Also, the centralized deployment infrastructure didn't play very well with our Jenkins build. Ideally what you want to have is everything contained within the build agent and it should do whatever it needs to do to build and test the application. But that didn't play very well with the centralized deployment infrastructure CA LISA provides. Also, because of the licensing model and how heavy the infrastructure was, we couldn't deploy it on every build agent.

Another thing we've noticed is that it was very hard to set up the stubs or virtual services from the test. What you usually do are tests that are split into three logical sections: the "givens section", the "whens section", and the "assertions section". In the givens section, what you're going set up the prerequisites for the test. Then you execute the test. Then, in the last section, you're going to make assertions. And in the givens section, the first section of the test, what you want to do is set up your stubs for the tests to pass. Unfortunately, CA LISA wasn't helping us with that. It was possible, but it didn't look as simple as what we have seen in the past.

The BeanShell extensions were causing us problems as well when scaling to other teams. You couldn't use tools like IntelliJ or Eclipse to write those extensions which was what we have seen in the past. What I have done in the past is write an extension to a stub by simply implementing a Java interface and use code completion provided by your IDE, IntelliJ or Eclipse. But it wasn't possible here. You would have to do it in LISA workstation and it was quite counterintuitive for us. You had to learn a lot of new things before you could do something meaningful.

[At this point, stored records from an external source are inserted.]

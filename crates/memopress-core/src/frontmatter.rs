//! Front matter handling
//!
//! Notes may arrive with an existing YAML front matter block; it is stripped
//! wholesale, never inspected or merged. Published memos get a fresh block
//! built by [`Frontmatter::memo`].

use crate::error::PublishResult;
use chrono::{DateTime, Local};
use regex::Regex;
use serde::{Deserialize, Serialize};
use std::fs;
use std::path::Path;
use std::sync::LazyLock;

/// Leading `---` ... `---` block, shortest match, plus trailing blank lines
static LEADING_BLOCK: LazyLock<Regex> =
    LazyLock::new(|| Regex::new(r"(?s)\A---.*?---\s*").expect("front matter regex"));

/// Front matter for a published memo
///
/// Field order is the serialization order of the YAML block.
#[derive(Debug, Clone, PartialEq, Eq, Serialize, Deserialize)]
pub struct Frontmatter {
    /// Site layout, always `memo`
    pub layout: String,

    /// Memo title
    pub title: String,

    /// Creation timestamp, as a display string
    pub date: String,

    /// Tags, always the single tag `memo`
    pub tags: Vec<String>,
}

impl Frontmatter {
    /// Build the front matter for a new memo
    pub fn memo(title: impl Into<String>, date: DateTime<Local>) -> Self {
        Self {
            layout: "memo".to_string(),
            title: title.into(),
            date: date.format("%Y-%m-%d %H:%M:%S %z").to_string(),
            tags: vec!["memo".to_string()],
        }
    }
}

/// Strip a leading front matter block from content
///
/// Removes the shortest leading `---` ... `---` block (spanning newlines)
/// together with any blank lines that follow it. Content that does not begin
/// with such a block is returned unchanged.
pub fn strip_front_matter(content: &str) -> &str {
    match LEADING_BLOCK.find(content) {
        Some(m) => &content[m.end()..],
        None => content,
    }
}

/// Read a note file and return its content without front matter
///
/// I/O failures propagate; everything else is infallible.
pub fn read_content(path: &Path) -> PublishResult<String> {
    let content = fs::read_to_string(path)?;
    Ok(strip_front_matter(&content).to_string())
}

We had some learnings about the infrastructure as well. Our offshore VMs that were provided to our partners had very little resources and the LISA workstation that was taking a gigabyte of RAM and a lot of disk space. Those VMs had not enough RAM memory to run the LISA workstation in the configuration required by our virtual services. In the past, for the in-house build stubs, we used simple web applications and you could just use the Web browser to connect to that stub. So we felt, that might have been a bit better for us probably at that time.

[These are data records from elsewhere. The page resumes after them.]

use clap::{Args, Parser, Subcommand, ValueEnum};
use std::path::PathBuf;
use tracing_subscriber::filter::LevelFilter;

/// Log level options for CLI
#[derive(Debug, Clone, Copy, PartialEq, Eq, ValueEnum)]
pub enum LogLevel {
    /// No logging output
    Off,
    /// Error messages only
    Error,
    /// Warnings and errors
    Warn,
    /// Informational messages
    Info,
    /// Debug messages
    Debug,
    /// Trace-level messages (most verbose)
    Trace,
}

impl From<LogLevel> for LevelFilter {
    fn from(level: LogLevel) -> Self {
        match level {
            LogLevel::Off => LevelFilter::OFF,
            LogLevel::Error => LevelFilter::ERROR,
            LogLevel::Warn => LevelFilter::WARN,
            LogLevel::Info => LevelFilter::INFO,
            LogLevel::Debug => LevelFilter::DEBUG,
            LogLevel::Trace => LevelFilter::TRACE,
        }
    }
}

#[derive(Parser)]
#[command(name = "memopress")]
#[command(about = "memopress - publish plain notes as memo documents")]
#[command(version)]
pub struct Cli {
    /// Subcommand to execute
    #[command(subcommand)]
    pub command: Commands,

    /// Set log level (off, error, warn, info, debug, trace)
    #[arg(short = 'l', long, global = true, value_enum)]
    pub log_level: Option<LogLevel>,

    /// Enable verbose logging (shortcut for --log-level=debug)
    #[arg(short, long, global = true)]
    pub verbose: bool,
}

impl Cli {
    /// Effective log level: --verbose wins, then --log-level, then warn
    pub fn level_filter(&self) -> LevelFilter {
        if self.verbose {
            LevelFilter::DEBUG
        } else {
            self.log_level.map(LevelFilter::from).unwrap_or(LevelFilter::WARN)
        }
    }
}

#[derive(Subcommand)]
pub enum Commands {
    /// Publish a note file, or every note in a directory, as memos
    Publish(PublishArgs),
}

#[derive(Args)]
pub struct PublishArgs {
    /// Note file or directory of notes to publish
    pub notes: PathBuf,

    /// Directory generated memo files are written to
    #[arg(short = 'o', long, default_value = "_memos")]
    pub memo_dir: PathBuf,

    /// Directory image references are resolved against
    /// (defaults to the notes directory)
    #[arg(long)]
    pub image_source_dir: Option<PathBuf>,

    /// Directory referenced images are copied to
    #[arg(long, default_value = "assets/img")]
    pub image_dest_dir: PathBuf,
}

The infrastructure, separate VSE, separate registry, and separate workstation caused us a few problems as well. For example, the recommended way was to record only in the workstation, and what we would like to do quite often is record actually on the VSEs. Managing the workstations across many VMs and many laptops was a problem also because of the versioning.

We had some learnings around the licensing as well. We wanted to scale to more than 70 teams and ideally keeping the continuous delivery, continuous integration and TDD in mind. We wanted to have an instance of LISA per developer or QA, but that did not look feasible because of the resources it consumed on the system on your VM or your laptop. So we thought, okay, let's have at least one per team. But that still was a problem because of the licensing model, so we had to abandon that idea.

There were a few general user experience learnings we had. We got the feeling there were too many screens, too many controls, and too many components that we just didn't need. It was a very powerful tool, but we didn't need most of the functionality.

Our main takeaway was that LISA works. It supports custom TCP, protocol virtualization, JMS, and HTTP(S). But when we tried to apply it to a continuous delivery environment, it didn't work for us as well as we would hope, keeping in mind my personal experiences with stubbing in agile environments.

It's worth mentioning here that other departments in the bank were using CA LISA as well. Those departments were usually in the maintenance mode, so there was no focus on faster release times, and no focus on things like continuous delivery. As far as I know, CA LISA has been very successful in those environments.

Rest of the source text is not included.